Part 2: Paradise Is In The Details
The details, like punctuation, are vitally important. Its how you get unfortunate things like this when what you really meant was this albeit the lack of a comma may not be the most unfortunate thing about that.
At any rate!
This criticism may seem slightly ironic given that I am a chronic mis-user of punctuation and oft misser of details but at least I am a self admitted hypocrite. A missing detail here or there in the age of 24-Hour news can inadvertently snowball into an actual problem before you have the chance to correct it and will often live on long after it has been proven false. This is why we hammer on the reality that first impressions are so important, you want to make sure that the only interpretation of your product that people start with is the correct one. Whether you want it to or not the conversation that takes place after will evolve on its own but that first step is crucial as a guide.

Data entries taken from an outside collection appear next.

use crate::chess::movegen::{self, PieceMoves, Squares};
use crate::chess::{Board, Color, File, Move, Outcome, Piece, Rank, Role, Square};
use arrayvec::ArrayVec;
use derive_more::{Display, Error};
use proptest::prelude::*;
use proptest::sample::Selector;
use std::{fmt, ops::Index};

/// All legal moves in a position.
pub type Moves = ArrayVec<Move, 256>;

/// The number of halfmoves without captures or pawn moves after which the game is drawn.
pub const FIFTY_MOVE_RULE: u32 = 100;

/// Represents an illegal [`Move`] in a given [`Position`].
#[derive(Debug, Display, Clone, Eq, PartialEq, Error)]
#[display(fmt = "move `{}` is illegal in this position", _0)]
pub struct IllegalMove(#[error(not(source))] pub Move);

/// The reason why a [`Board`] does not make a valid [`Position`].
#[derive(Debug, Display, Clone, Eq, PartialEq, Error)]
pub enum IllegalPosition {
    #[display(fmt = "at least one side has no king")]
    MissingKing,
    #[display(fmt = "at least one side has multiple kings")]
    TooManyKings,
    #[display(fmt = "there are pawns on the back-rank")]
    PawnsOnBackRank,
    #[display(fmt = "at least one side has more material than a game of chess can produce")]
    TooMuchMaterial,
    #[display(fmt = "the player in check is not to move")]
    OppositeCheck,
}

/// The current position on the chess board.
///
/// Besides the [`Board`], a position knows whose turn it is, how many halfmoves were played since
/// the last capture or pawn move, and which square, if any, may be captured onto en passant.
#[derive(Debug, Copy, Clone, Eq, PartialEq, Hash)]
pub struct Position {
    board: Board,
    plies: u32,
    halfmoves: u32,
    en_passant: Option<Square>,
}

/// The standard starting position.
impl Default for Position {
    fn default() -> Self {
        Position {
            board: Board::default(),
            plies: 0,
            halfmoves: 0,
            en_passant: None,
        }
    }
}

impl Arbitrary for Position {
    type Parameters = ();
    type Strategy = BoxedStrategy<Self>;

    /// Positions reached by playing random legal moves from the starting position.
    fn arbitrary_with(_: Self::Parameters) -> Self::Strategy {
        (0..64usize, any::<Selector>())
            .prop_map(|(plies, selector)| {
                let mut pos = Position::default();

                for _ in 0..plies {
                    if pos.outcome().is_some() {
                        break;
                    }

                    let m = selector.select(pos.moves());
                    pos.apply(m);
                }

                pos
            })
            .boxed()
    }
}

impl Position {
    /// Sets up a [`Position`] from a [`Board`] with `turn` to move.
    ///
    /// Both sides must have exactly one king, no pawn may stand on either back rank, no side may
    /// have more material than promotions could have produced, and the side not to move must not
    /// be in check.
    pub fn new(board: Board, turn: Color) -> Result<Self, IllegalPosition> {
        for side in Color::iter() {
            let kings = board
                .iter()
                .filter(|&(p, _)| p == Piece(side, Role::King))
                .count();

            match kings {
                0 => return Err(IllegalPosition::MissingKing),
                1 => {}
                _ => return Err(IllegalPosition::TooManyKings),
            }
        }

        let on_back_rank = |sq: Square| matches!(sq.rank(), Rank::First | Rank::Eighth);
        if board
            .iter()
            .any(|(p, sq)| p.role() == Role::Pawn && on_back_rank(sq))
        {
            return Err(IllegalPosition::PawnsOnBackRank);
        }

        if Color::iter().any(|side| !is_material_reachable(&board, side)) {
            return Err(IllegalPosition::TooMuchMaterial);
        }

        let pos = Position {
            board,
            plies: turn as u32,
            halfmoves: 0,
            en_passant: None,
        };

        if pos.is_king_attacked(!turn) {
            return Err(IllegalPosition::OppositeCheck);
        }

        Ok(pos)
    }

    /// The [`Board`].
    pub fn board(&self) -> &Board {
        &self.board
    }

    /// The side to move.
    pub fn turn(&self) -> Color {
        if self.plies % 2 == 0 {
            Color::White
        } else {
            Color::Black
        }
    }

    /// The number of halfmoves played so far.
    pub fn plies(&self) -> u32 {
        self.plies
    }

    /// The number of halfmoves since the last capture or pawn advance.
    ///
    /// It resets to 0 whenever a piece is captured or a pawn is moved.
    pub fn halfmoves(&self) -> u32 {
        self.halfmoves
    }

    /// The square a pawn skipped over on the previous move, if it advanced two squares.
    pub fn en_passant_square(&self) -> Option<Square> {
        self.en_passant
    }

    /// The [`Piece`] on the given [`Square`], if any.
    pub fn piece_on(&self, sq: Square) -> Option<Piece> {
        self.board[sq]
    }

    /// [`Square`] occupied by the king of the given color.
    pub fn king(&self, side: Color) -> Option<Square> {
        self.board.king(side)
    }

    /// Into where the piece in this [`Square`] can attack.
    pub fn attacks(&self, sq: Square) -> Squares {
        movegen::attacks(&self.board, sq)
    }

    /// From where pieces of this [`Color`] can attack into this [`Square`].
    pub fn attackers(&self, sq: Square, side: Color) -> Squares {
        movegen::attackers(&self.board, sq, side)
    }

    fn is_king_attacked(&self, side: Color) -> bool {
        self.king(side)
            .is_some_and(|k| movegen::is_attacked(&self.board, k, !side))
    }

    /// Whether the side to move is in [check].
    ///
    /// [check]: https://www.chessprogramming.org/Check
    pub fn is_check(&self) -> bool {
        self.is_king_attacked(self.turn())
    }

    /// Whether this position is a [checkmate].
    ///
    /// [checkmate]: https://www.chessprogramming.org/Checkmate
    pub fn is_checkmate(&self) -> bool {
        self.is_check() && self.moves().is_empty()
    }

    /// Whether this position is a [stalemate].
    ///
    /// [stalemate]: https://www.chessprogramming.org/Stalemate
    pub fn is_stalemate(&self) -> bool {
        !self.is_check() && self.moves().is_empty()
    }

    /// Whether the game is a draw by the [50-move rule].
    ///
    /// [50-move rule]: https://en.wikipedia.org/wiki/Fifty-move_rule
    pub fn is_draw_by_50_move_rule(&self) -> bool {
        self.halfmoves >= FIFTY_MOVE_RULE
    }

    /// Whether this position has [insufficient material].
    ///
    /// Only the bare kings, or the kings and a single minor piece, qualify.
    ///
    /// [insufficient material]: https://www.chessprogramming.org/Material#InsufficientMaterial
    pub fn is_material_insufficient(&self) -> bool {
        match self.board.len() {
            2 => true,
            3 => self
                .board
                .iter()
                .any(|(p, _)| matches!(p.role(), Role::Bishop | Role::Knight)),
            _ => false,
        }
    }

    /// The [`Outcome`] of the game in case this position is final.
    pub fn outcome(&self) -> Option<Outcome> {
        self.conclude(!self.moves().is_empty())
    }

    /// Classifies this position given whether the side to move has any legal moves.
    pub(crate) fn conclude(&self, can_move: bool) -> Option<Outcome> {
        if !can_move && self.is_check() {
            Some(Outcome::Checkmate(!self.turn()))
        } else if !can_move {
            Some(Outcome::Stalemate)
        } else if self.is_draw_by_50_move_rule() {
            Some(Outcome::DrawBy50MoveRule)
        } else if self.is_material_insufficient() {
            Some(Outcome::DrawByInsufficientMaterial)
        } else {
            None
        }
    }

    /// The moves the piece on this [`Square`] could make if its own king's safety didn't matter.
    pub fn pseudo_legal_moves(&self, sq: Square) -> PieceMoves {
        movegen::pseudo_legal_moves(&self.board, self.en_passant, sq)
    }

    /// Whether a pseudo-legal move keeps the mover's king out of check.
    fn is_safe(&self, m: Move) -> bool {
        let mut next = *self;
        next.apply(m);
        !next.is_king_attacked(self.turn())
    }

    /// The legal moves of the piece on this [`Square`].
    ///
    /// Squares that don't hold a piece of the side to move have no legal moves.
    pub fn moves_from(&self, sq: Square) -> PieceMoves {
        let mut moves = PieceMoves::new();

        if self.board[sq].map(|p| p.color()) == Some(self.turn()) {
            moves.extend(
                self.pseudo_legal_moves(sq)
                    .into_iter()
                    .filter(|&m| self.is_safe(m)),
            );
        }

        moves
    }

    /// All legal [`Move`]s that can be played in this position.
    pub fn moves(&self) -> Moves {
        let mut moves = Moves::new();

        for (p, sq) in self.board.iter() {
            if p.color() == self.turn() {
                moves.extend(self.moves_from(sq));
            }
        }

        moves
    }

    /// Play a [`Move`] if legal in this position.
    ///
    /// Castling and en passant flags need not be set on `m`, they are looked up among the legal
    /// moves from `m`'s source square. On success, returns the move as it was played.
    pub fn play(&mut self, m: Move) -> Result<Move, IllegalMove> {
        let legal = self
            .moves_from(m.whence())
            .into_iter()
            .find(|l| l.matches(&m))
            .ok_or(IllegalMove(m))?;

        self.apply(legal);
        Ok(legal)
    }

    /// Applies a pseudo-legal move without checking whether it is legal.
    pub(crate) fn apply(&mut self, m: Move) {
        let turn = self.turn();
        let (whence, whither) = (m.whence(), m.whither());

        let Some(piece) = self.board.take(whence) else {
            return;
        };

        let mut zeroing = piece.role() == Role::Pawn || self.board[whither].is_some();

        let piece = match Option::<Role>::from(m.promotion_target()) {
            Some(role) => Piece(turn, role),
            None => piece,
        };

        self.board.put(piece, whither);

        if m.is_castling() {
            let rank = whither.rank();
            let (rook, target) = if whither.file() == File::G {
                (File::H, File::F)
            } else {
                (File::A, File::D)
            };

            if let Some(rook) = self.board.take(Square::new(rook, rank)) {
                self.board.put(rook, Square::new(target, rank));
            }
        }

        if let Some(victim) = m.en_passant_victim() {
            zeroing |= self.board.take(victim).is_some();
        }

        self.en_passant = match piece.role() {
            Role::Pawn if (whither.rank() - whence.rank()).abs() == 2 => {
                whence.offset(0, turn.forward())
            }
            _ => None,
        };

        self.halfmoves = if zeroing { 0 } else { self.halfmoves + 1 };
        self.plies += 1;
    }
}

/// Whether every piece of `side` beyond the initial set can be accounted for by a promoted pawn.
fn is_material_reachable(board: &Board, side: Color) -> bool {
    let count = |role| board.iter().filter(|&(p, _)| p == Piece(side, role)).count();

    let pawns = count(Role::Pawn);
    let promoted: usize = [(Role::Knight, 2), (Role::Bishop, 2), (Role::Rook, 2), (Role::Queen, 1)]
        .into_iter()
        .map(|(role, initial)| count(role).saturating_sub(initial))
        .sum();

    pawns <= 8 && pawns + promoted <= 8
}

/// Retrieves the [`Piece`] at a given [`Square`], if any.
impl Index<Square> for Position {
    type Output = Option<Piece>;

    fn index(&self, sq: Square) -> &Self::Output {
        &self.board[sq]
    }
}

impl fmt::Display for Position {
    fn fmt(&self, f: &mut fmt::Formatter<'_>) -> fmt::Result {
        writeln!(f, "{}", self.board)?;
        write!(f, "{} to move", self.turn())
    }
}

After the initial announcement shenanigans that had everyone buzzing over what it would be and the ensuing teaser trailer the first bit of news that leaked about the game was that it was “Reportedly an Online Survival RPG”. This news of course was delivered by people speaking anonymously to game review sites which in the articles drew the immediate comparison to DayZ, Rust, Ark and other survival titles currently dominating the genre. The problem here is that those game titles come with a lot of baggage and for people who didn’t play the games a lot of it is instantly negative. From the reputations of toxic or unfun communities running the gamut all the way down to simply broken, incomplete cash grabs by devs who are poor stewards of their own IPs. While we can probably assume that a Fallout title by Bethesda will be toting at least a few pieces of this game design luggage based on previous games they’ve now inadvertently saddled themselves with some extra. In no small part because their multiplayer survival game comes years after the popularity of the genre hit its peak. They certainly aren’t dead or going away but Fallout 76 won’t have the benefit of riding a wave of hype based on the style of their game, only their developer reputation and brand name.
In the first installment of this I left you with a link to the NoClip documentary by Danny O’dwyer which I hope you watched, its worth it even as just a fan of games in general. I also mentioned that the documentary was largely responsible for my shift in attitude towards the potential for this game.

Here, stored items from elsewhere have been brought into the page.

/// The rules of chess.
pub mod chess;
use crate::chess::Color;
use derive_more::Display;

/// One of the possible outcomes of a chess game.
#[derive(Debug, Display, Copy, Clone, Eq, PartialEq, Hash)]
#[cfg_attr(test, derive(test_strategy::Arbitrary))]
pub enum Outcome {
    #[display(fmt = "checkmate by the {} player", _0)]
    Checkmate(Color),

    #[display(fmt = "stalemate")]
    Stalemate,

    #[display(fmt = "draw by insufficient material")]
    DrawByInsufficientMaterial,

    #[display(fmt = "draw by the 50-move rule")]
    DrawBy50MoveRule,
}

impl Outcome {
    /// Whether the outcome is a [draw] and neither side has won.
    ///
    /// [draw]: https://www.chessprogramming.org/Draw
    pub fn is_draw(&self) -> bool {
        !self.is_decisive()
    }

    /// Whether the outcome is a decisive and one of the sides has won.
    pub fn is_decisive(&self) -> bool {
        matches!(self, Outcome::Checkmate(_))
    }

    /// The winning side, if the outcome is [decisive](`Self::is_decisive`).
    pub fn winner(&self) -> Option<Color> {
        match *self {
            Outcome::Checkmate(c) => Some(c),
            _ => None,
        }
    }
}

/// The state of a game as seen by its players.
#[derive(Debug, Display, Copy, Clone, Eq, PartialEq, Hash)]
pub enum Status {
    #[display(fmt = "playing")]
    Playing,
    #[display(fmt = "white won")]
    WhiteWon,
    #[display(fmt = "black won")]
    BlackWon,
    #[display(fmt = "draw")]
    Draw,
}

impl Status {
    /// Whether the game has ended.
    pub fn is_over(&self) -> bool {
        *self != Status::Playing
    }
}

impl From<Option<Outcome>> for Status {
    fn from(outcome: Option<Outcome>) -> Self {
        match outcome.map(|o| o.winner()) {
            None => Status::Playing,
            Some(Some(Color::White)) => Status::WhiteWon,
            Some(Some(Color::Black)) => Status::BlackWon,
            Some(None) => Status::Draw,
        }
    }
}
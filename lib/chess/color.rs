use derive_more::Display;
use std::ops::Not;

/// The color of a chess [`Piece`][`crate::chess::Piece`].
#[derive(Debug, Display, Copy, Clone, Eq, PartialEq, Ord, PartialOrd, Hash)]
#[cfg_attr(test, derive(test_strategy::Arbitrary))]
#[repr(u8)]
pub enum Color {
    #[display(fmt = "white")]
    White,
    #[display(fmt = "black")]
    Black,
}

impl Color {
    /// Both colors, White first.
    pub const ALL: [Self; 2] = [Color::White, Color::Black];

    /// An iterator over both colors.
    #[inline(always)]
    pub fn iter() -> impl DoubleEndedIterator<Item = Self> + ExactSizeIterator {
        Self::ALL.into_iter()
    }

    /// The rank direction in which pawns of this color advance.
    #[inline(always)]
    pub fn forward(self) -> i8 {
        match self {
            Color::White => 1,
            Color::Black => -1,
        }
    }
}

impl Not for Color {
    type Output = Self;

    #[inline(always)]
    fn not(self) -> Self {
        match self {
            Color::White => Color::Black,
            Color::Black => Color::White,
        }
    }
}
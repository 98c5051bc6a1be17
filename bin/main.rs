use anyhow::Error as Anyhow;
use clap::Parser;

mod applet;
mod cli;

fn main() -> Result<(), Anyhow> {
    cli::Cli::parse().execute()
}
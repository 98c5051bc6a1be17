use crate::chess::{Board, Color, File, Move, Piece, Promotion, Rank, Role, Square};
use arrayvec::ArrayVec;

/// The pseudo-legal moves of a single piece.
pub type PieceMoves = ArrayVec<Move, 32>;

/// A set of squares small enough to hold everything a single piece can reach.
pub type Squares = ArrayVec<Square, 32>;

const ORTHOGONAL: [(i8, i8); 4] = [(0, 1), (0, -1), (1, 0), (-1, 0)];
const DIAGONAL: [(i8, i8); 4] = [(1, 1), (1, -1), (-1, 1), (-1, -1)];

const KNIGHT: [(i8, i8); 8] = [
    (1, 2),
    (2, 1),
    (2, -1),
    (1, -2),
    (-1, -2),
    (-2, -1),
    (-2, 1),
    (-1, 2),
];

const KING: [(i8, i8); 8] = [
    (0, 1),
    (1, 1),
    (1, 0),
    (1, -1),
    (0, -1),
    (-1, -1),
    (-1, 0),
    (-1, 1),
];

/// Extends each ray until it leaves the board or hits a piece, which is included.
fn slide(board: &Board, whence: Square, rays: &[(i8, i8)], squares: &mut Squares) {
    for &(df, dr) in rays {
        let mut sq = whence;
        while let Some(next) = sq.offset(df, dr) {
            squares.push(next);
            if board[next].is_some() {
                break;
            }

            sq = next;
        }
    }
}

fn leap(whence: Square, offsets: &[(i8, i8)], squares: &mut Squares) {
    squares.extend(offsets.iter().filter_map(|&(df, dr)| whence.offset(df, dr)));
}

/// The squares attacked by the piece on `whence`, regardless of who occupies them.
///
/// Pawns attack diagonally forward whether or not there is anything to capture, sliding pieces
/// attack up to and including the first piece on each ray, and castling is never an attack.
pub fn attacks(board: &Board, whence: Square) -> Squares {
    let mut squares = Squares::new();

    match board[whence] {
        None => {}
        Some(Piece(side, Role::Pawn)) => {
            let forward = side.forward();
            leap(whence, &[(-1, forward), (1, forward)], &mut squares);
        }
        Some(Piece(_, Role::Knight)) => leap(whence, &KNIGHT, &mut squares),
        Some(Piece(_, Role::King)) => leap(whence, &KING, &mut squares),
        Some(Piece(_, Role::Bishop)) => slide(board, whence, &DIAGONAL, &mut squares),
        Some(Piece(_, Role::Rook)) => slide(board, whence, &ORTHOGONAL, &mut squares),
        Some(Piece(_, Role::Queen)) => {
            slide(board, whence, &ORTHOGONAL, &mut squares);
            slide(board, whence, &DIAGONAL, &mut squares);
        }
    }

    squares
}

/// The first occupied square along a ray, if any.
fn blocker(board: &Board, whence: Square, (df, dr): (i8, i8)) -> Option<Square> {
    let mut sq = whence;
    loop {
        sq = sq.offset(df, dr)?;
        if board[sq].is_some() {
            return Some(sq);
        }
    }
}

/// The squares from where pieces of `side` attack `target`.
///
/// This is the reverse of [`attacks`]: rather than probing every piece of `side`, it walks outwards
/// from `target` looking for the pieces that could reach it.
pub fn attackers(board: &Board, target: Square, side: Color) -> Squares {
    let holds = |sq: &Square, role: fn(&Role) -> bool| {
        matches!(board[*sq], Some(Piece(c, r)) if c == side && role(&r))
    };

    let leaps = |offsets: &'static [(i8, i8)]| {
        offsets
            .iter()
            .filter_map(move |&(df, dr)| target.offset(df, dr))
    };

    // A pawn attacks the squares diagonally in front of it, so look diagonally behind the target.
    let behind = -side.forward();
    let pawns = [(-1, behind), (1, behind)];

    let mut squares = Squares::new();

    squares.extend(
        ORTHOGONAL
            .iter()
            .filter_map(|&ray| blocker(board, target, ray))
            .filter(|sq| holds(sq, Role::is_orthogonal_slider)),
    );

    squares.extend(
        DIAGONAL
            .iter()
            .filter_map(|&ray| blocker(board, target, ray))
            .filter(|sq| holds(sq, Role::is_diagonal_slider)),
    );

    squares.extend(leaps(&KNIGHT).filter(|sq| holds(sq, |r| *r == Role::Knight)));
    squares.extend(leaps(&KING).filter(|sq| holds(sq, |r| *r == Role::King)));

    squares.extend(
        pawns
            .iter()
            .filter_map(|&(df, dr)| target.offset(df, dr))
            .filter(|sq| holds(sq, |r| *r == Role::Pawn)),
    );

    squares
}

/// Whether any piece of `side` attacks `target`.
pub fn is_attacked(board: &Board, target: Square, side: Color) -> bool {
    !attackers(board, target, side).is_empty()
}

/// Pushes a pawn move, expanding it into one move per promotion target on the farthest rank.
fn push_pawn_move(moves: &mut PieceMoves, whence: Square, whither: Square, side: Color) {
    if whither.rank() == Rank::Eighth.relative_to(side) {
        moves.extend(
            Promotion::TARGETS
                .into_iter()
                .map(|p| Move::promotion(whence, whither, p)),
        );
    } else {
        moves.push(Move::new(whence, whither));
    }
}

fn pawn_moves(
    board: &Board,
    en_passant: Option<Square>,
    whence: Square,
    side: Color,
    moves: &mut PieceMoves,
) {
    let forward = side.forward();

    if let Some(one) = whence.offset(0, forward).filter(|&sq| board[sq].is_none()) {
        push_pawn_move(moves, whence, one, side);

        if !board.has_moved(whence) {
            if let Some(two) = one.offset(0, forward).filter(|&sq| board[sq].is_none()) {
                moves.push(Move::new(whence, two));
            }
        }
    }

    for whither in attacks(board, whence) {
        match board[whither] {
            Some(Piece(c, _)) if c != side => push_pawn_move(moves, whence, whither, side),
            None if en_passant == Some(whither) => {
                let m = Move::en_passant(whence, whither);
                if m.en_passant_victim().and_then(|sq| board[sq]) == Some(Piece(!side, Role::Pawn))
                {
                    moves.push(m);
                }
            }
            _ => {}
        }
    }
}

fn castling_moves(board: &Board, whence: Square, side: Color, moves: &mut PieceMoves) {
    if board.has_moved(whence) || is_attacked(board, whence, !side) {
        return;
    }

    let rank = whence.rank();

    // (rook's file, squares between king and rook, square the king crosses, king's destination)
    let wings: [(File, &[File], File, File); 2] = [
        (File::H, &[File::F, File::G], File::F, File::G),
        (File::A, &[File::B, File::C, File::D], File::D, File::C),
    ];

    for (rook, between, transit, whither) in wings {
        let rook = Square::new(rook, rank);

        if board[rook] == Some(Piece(side, Role::Rook))
            && !board.has_moved(rook)
            && between.iter().all(|&f| board[Square::new(f, rank)].is_none())
            && !is_attacked(board, Square::new(transit, rank), !side)
        {
            moves.push(Move::castling(whence, Square::new(whither, rank)));
        }
    }
}

/// The moves the piece on `whence` is physically allowed to make.
///
/// These obey the piece's movement rule and the board's occupancy, but may leave the mover's own
/// king in check. An empty square has no moves.
pub fn pseudo_legal_moves(board: &Board, en_passant: Option<Square>, whence: Square) -> PieceMoves {
    let mut moves = PieceMoves::new();

    let Some(Piece(side, role)) = board[whence] else {
        return moves;
    };

    if role == Role::Pawn {
        pawn_moves(board, en_passant, whence, side, &mut moves);
    } else {
        for whither in attacks(board, whence) {
            if board[whither].map(|p| p.color()) != Some(side) {
                moves.push(Move::new(whence, whither));
            }
        }

        if role == Role::King {
            castling_moves(board, whence, side, &mut moves);
        }
    }

    moves
}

Lets jump into what really did it for me. From the outset the biggest hurdle to an enjoyable experience I felt was going to be griefing and I was pleasantly surprised to see that they addressed this in the documentary. Although left slightly baffled as to why this information wasn’t presented up front with the game announcement. For such a polished presentation that Todd Howard put on and acknowledging that he already knew why people would be wary of this direction they left out some key pieces of information.
At around 24:00 in the documentary Danny narrating mentions–
They have to do some work to make sure it’s not total chaos. Like giving wanted levels to aggressive players and having it so that the penalty for death is as light as making you respawn at a nearby location.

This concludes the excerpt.